После вступления в должность консулов Гнея Домиция и
Камилла Скрибониана[5] Цезарь,
переправившись через пролив, отделяющий Капреи от Суррента, поплыл вдоль
Кампании, оставляя неясным, направляется ли он в Рим или не имеет такого
намерения и только делает вид, что собирается его посетить. Неоднократно
высаживаясь в окрестностях Рима и побывав даже в садах на Тибре[6], он снова вернулся к скалам и уединенному
острову на море, стыдясь своих злодеяний и любострастия, которым он проникся с
такой необузданностью, что, подобно восточному деспоту, осквернял грязным
развратом свободнорожденных юношей. И возбуждали в нем похоть не только
телесная красота, но в одних — целомудрие юности, в других — знатность рода.
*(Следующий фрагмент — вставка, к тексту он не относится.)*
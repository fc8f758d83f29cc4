// SPDX-FileCopyrightText: 2026 Mensajero Contributors
// SPDX-License-Identifier: MIT OR Apache-2.0

//! Write-time validation and status reads for shipment events.

use std::sync::Arc;

use chrono::NaiveDateTime;
use mensajero_core::types::{
    Courier, Dispatch, NewPickup, OutcomeKind, Pickup, Reception, ShipmentStatus, Zone,
};
use mensajero_core::{MensajeroError, StorageAdapter};
use serde::Serialize;
use tracing::{debug, info, warn};

use crate::cache::ReferenceCache;
use crate::clock;
use crate::status::{check_dispatch, check_reception, derive_status};

/// One tracking number that could not be dispatched.
#[derive(Debug, Clone, PartialEq, Eq, Serialize)]
pub struct BatchFailure {
    pub tracking_number: String,
    pub code: &'static str,
    pub message: String,
}

/// Outcome of a batch dispatch: successes and failures side by side.
#[derive(Debug, Clone, Default, PartialEq, Eq, Serialize)]
pub struct BatchDispatchReport {
    pub dispatched: Vec<Dispatch>,
    pub failed: Vec<BatchFailure>,
}

/// Records dispatches, receptions and pickups, and answers status queries.
pub struct ShipmentTracker {
    storage: Arc<dyn StorageAdapter>,
    cache: Arc<ReferenceCache>,
}

impl ShipmentTracker {
    pub fn new(storage: Arc<dyn StorageAdapter>, cache: Arc<ReferenceCache>) -> Self {
        Self { storage, cache }
    }

    /// Courier and zone as currently registered.
    fn resolve_courier(&self, courier_name: &str) -> Result<(Courier, Zone), MensajeroError> {
        let snapshot = self.cache.snapshot();
        let courier = snapshot
            .courier(courier_name)
            .ok_or_else(|| MensajeroError::courier_not_found(courier_name))?;
        let zone = snapshot
            .zone_of(courier)
            .ok_or_else(|| MensajeroError::NotFound {
                entity: "zone",
                key: format!("zone of courier {courier_name}"),
            })?;
        Ok((courier.clone(), zone.clone()))
    }

    /// Assign a shipment to a courier now.
    pub async fn record_dispatch(
        &self,
        tracking_number: &str,
        courier_name: &str,
    ) -> Result<Dispatch, MensajeroError> {
        self.record_dispatch_at(tracking_number, courier_name, clock::now())
            .await
    }

    /// Assign a shipment to a courier with an explicit timestamp.
    pub async fn record_dispatch_at(
        &self,
        tracking_number: &str,
        courier_name: &str,
        at: NaiveDateTime,
    ) -> Result<Dispatch, MensajeroError> {
        let (courier, zone) = self.resolve_courier(courier_name)?;
        self.dispatch_one(tracking_number, &courier, &zone, at).await
    }

    async fn dispatch_one(
        &self,
        tracking_number: &str,
        courier: &Courier,
        zone: &Zone,
        at: NaiveDateTime,
    ) -> Result<Dispatch, MensajeroError> {
        let events = self.storage.shipment_events(tracking_number).await?;
        if let Err(e) = check_dispatch(&events) {
            debug!(tracking_number, error = %e, "dispatch rejected");
            return Err(e);
        }

        let dispatch = Dispatch {
            tracking_number: tracking_number.to_string(),
            courier: courier.name.clone(),
            zone: zone.name.clone(),
            dispatched_at: clock::format_timestamp(at),
        };
        // A concurrent dispatch can win between the check and the insert.
        if !self.storage.insert_dispatch(&dispatch).await? {
            warn!(tracking_number, "lost dispatch race");
            return Err(MensajeroError::AlreadyDispatched {
                tracking_number: tracking_number.to_string(),
            });
        }
        info!(
            tracking_number,
            courier = %dispatch.courier,
            zone = %dispatch.zone,
            "shipment dispatched"
        );
        Ok(dispatch)
    }

    /// Dispatch several tracking numbers to one courier.
    ///
    /// An unknown courier fails the whole request. Otherwise each number is
    /// tried on its own and failures are collected next to the successes.
    pub async fn dispatch_batch(
        &self,
        tracking_numbers: &[String],
        courier_name: &str,
    ) -> Result<BatchDispatchReport, MensajeroError> {
        let (courier, zone) = self.resolve_courier(courier_name)?;
        let at = clock::now();
        let mut report = BatchDispatchReport::default();

        for tracking_number in tracking_numbers {
            match self.dispatch_one(tracking_number, &courier, &zone, at).await {
                Ok(dispatch) => report.dispatched.push(dispatch),
                Err(e) if e.is_user_error() => report.failed.push(BatchFailure {
                    tracking_number: tracking_number.clone(),
                    code: e.code(),
                    message: e.to_string(),
                }),
                Err(e) => return Err(e),
            }
        }

        info!(
            courier = courier_name,
            dispatched = report.dispatched.len(),
            failed = report.failed.len(),
            "batch dispatch finished"
        );
        Ok(report)
    }

    /// Record the outcome of a dispatched shipment now.
    pub async fn record_reception(
        &self,
        tracking_number: &str,
        outcome: OutcomeKind,
        reason: &str,
    ) -> Result<Reception, MensajeroError> {
        self.record_reception_at(tracking_number, outcome, reason, clock::now())
            .await
    }

    /// Record the outcome of a dispatched shipment with an explicit timestamp.
    ///
    /// The reason is kept only for returns.
    pub async fn record_reception_at(
        &self,
        tracking_number: &str,
        outcome: OutcomeKind,
        reason: &str,
        at: NaiveDateTime,
    ) -> Result<Reception, MensajeroError> {
        let events = self.storage.shipment_events(tracking_number).await?;
        if let Err(e) = check_reception(&events) {
            debug!(tracking_number, error = %e, "reception rejected");
            return Err(e);
        }

        let reception = Reception {
            tracking_number: tracking_number.to_string(),
            outcome,
            reason: match outcome {
                OutcomeKind::Returned => reason.trim().to_string(),
                OutcomeKind::Delivered => String::new(),
            },
            received_at: clock::format_timestamp(at),
        };
        if !self.storage.insert_reception(&reception).await? {
            warn!(tracking_number, "lost reception race");
            return Err(MensajeroError::AlreadyReceived {
                tracking_number: tracking_number.to_string(),
            });
        }
        info!(tracking_number, %outcome, "shipment received");
        Ok(reception)
    }

    /// Current status of a tracking number. Never fails for unknown numbers.
    pub async fn query_status(&self, tracking_number: &str) -> Result<ShipmentStatus, MensajeroError> {
        let events = self.storage.shipment_events(tracking_number).await?;
        Ok(derive_status(events))
    }

    /// Log a pickup. The tracking number need not belong to a shipment.
    ///
    /// `date` accepts `YYYY-MM-DD` or `YYYY-MM-DD HH:MM:SS` and defaults to now.
    pub async fn record_pickup(
        &self,
        tracking_number: &str,
        date: Option<&str>,
        notes: &str,
        customer: Option<&str>,
    ) -> Result<Pickup, MensajeroError> {
        let tracking_number = tracking_number.trim();
        if tracking_number.is_empty() {
            return Err(MensajeroError::InvalidInput(
                "tracking number must not be empty".into(),
            ));
        }
        let at = match date.map(str::trim).filter(|d| !d.is_empty()) {
            Some(d) => clock::parse_timestamp("date", d)?,
            None => clock::now(),
        };
        let customer_id = match customer.map(str::trim).filter(|c| !c.is_empty()) {
            Some(name) => Some(
                self.storage
                    .get_customer_by_name(name)
                    .await?
                    .ok_or_else(|| MensajeroError::NotFound {
                        entity: "customer",
                        key: name.to_string(),
                    })?
                    .id,
            ),
            None => None,
        };

        let pickup = self
            .storage
            .insert_pickup(&NewPickup {
                tracking_number: tracking_number.to_string(),
                picked_up_at: clock::format_timestamp(at),
                notes: notes.trim().to_string(),
                customer_id,
            })
            .await?;
        info!(tracking_number, id = pickup.id, "pickup recorded");
        Ok(pickup)
    }

    /// Every pickup, newest first.
    pub async fn list_pickups(&self) -> Result<Vec<Pickup>, MensajeroError> {
        self.storage.list_pickups().await
    }
}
Тогда впервые вошли в обиход такие неизвестные прежде слова, как селларии и
спинтрии — одно, связанное с названием гнусного места, где совершались эти
распутства, другое — с чудовищным его видом[7]. Рабы, которым было поручено разыскивать и доставлять к
Тиберию юношей, податливым раздавали подарки, строптивых стращали угрозами, а
если кого не отпускали близкие или родители, тех они похищали силою и делали с
ними все, что им вздумается, словно то были их пленники.
2.
Между тем в Риме в начале года, как будто
преступления Ливии были только что вскрыты и за них она не понесла давно
наказания, предлагаются жестокие приговоры, направленные против ее статуй и
самой ее памяти, а также передача оставшегося после Сеяна имущества из
казначейства, куда оно поступило, в императорскую казну, как если бы это имело
какое-нибудь значение. На всем этом с большим упорством, почти в тех же или
слегка измененных словах, настаивали Сципионы, Силаны и Кассии[8], как вдруг, чтобы оказаться со своею
безвестностью в одном ряду с носителями столь великих имен, выступает с
насмешившей всех речью Тогоний Галл, умолявший принцепса назначить сенаторов,
из которых двадцать человек, отобранных жребием и вооруженных мечами, охраняли
бы его жизнь всякий раз при посещении им заседаний сената. Очевидно, он поверил
посланию, в котором Тиберий вызывал в помощь себе одного из консулов, дабы тот
обеспечил ему безопасность от Капрей до Рима! Однако Тиберий, имевший
обыкновение примешивать к существенно важному едкие шутки, поблагодарил
сенаторов за благожелательство и заботу о нем; но кого можно обойти выбором,
кого выбрать? И навсегда ли одних и тех же или время от времени производя
замену другими? И тех ли, кто уже отправлял почетные должности, или только из
молодых? Частных лиц или магистратов? Наконец, какой вид будут иметь сенаторы,
на пороге курии препоясывающие себя мечами? И стоит ли дорожить жизнью, если ее
нужно оберегать оружием? В таких сдержанных выражениях он отверг просьбу
Тогония, ограничившись только советом забыть о его предложении
3.
Но на Юния Галлиена, предложившего даровать
отслужившим срок преторианцам право занимать место в первых четырнадцати рядах
амфитеатра[9], он напустился с
ожесточением, спрашивая его, словно тот находился пред ним, какое ему дело до
воинов, которым полагается получать приказания и награды только от императора и
больше ни от кого. Выходит, что он придумал нечто такое, чего не предусмотрел
божественный Август; или, скорее, он, как приспешник Сеяна, добивается
возникновения раздоров и мятежа, посредством которых рассчитывает толкнуть
грубых людей, прикрываясь мнимым стремлением воздать им почет, к нарушению
воинской дисциплины и установленного порядка? Вот какую плату получил Галлиен
за обдуманное намерение подольститься. Немедленно он был изгнан из сената, а
затем и из Италии; но так как о нем говорили, что, избрав Лесбос, прославленный
и прекрасный остров, он легко будет переносить изгнание, его возвращают в Рим и
содержат под стражей в домах высших должностных лиц. В том же письме Цезарь, к
великому удовольствию сенаторов, обрушил свой гнев на бывшего претора Секстия
Пакониана, наглого негодяя, постоянно выведывавшего чужие тайны и избранного
Сеяном в помощники для завлечения Гая Цезаря в приготовленную для него западню.
После того как это было раскрыто, прорвалась наружу давно созревавшая общая
ненависть к Пакониану, и он не избежал бы смертного приговора, если бы не
заявил, что намерен представить донос.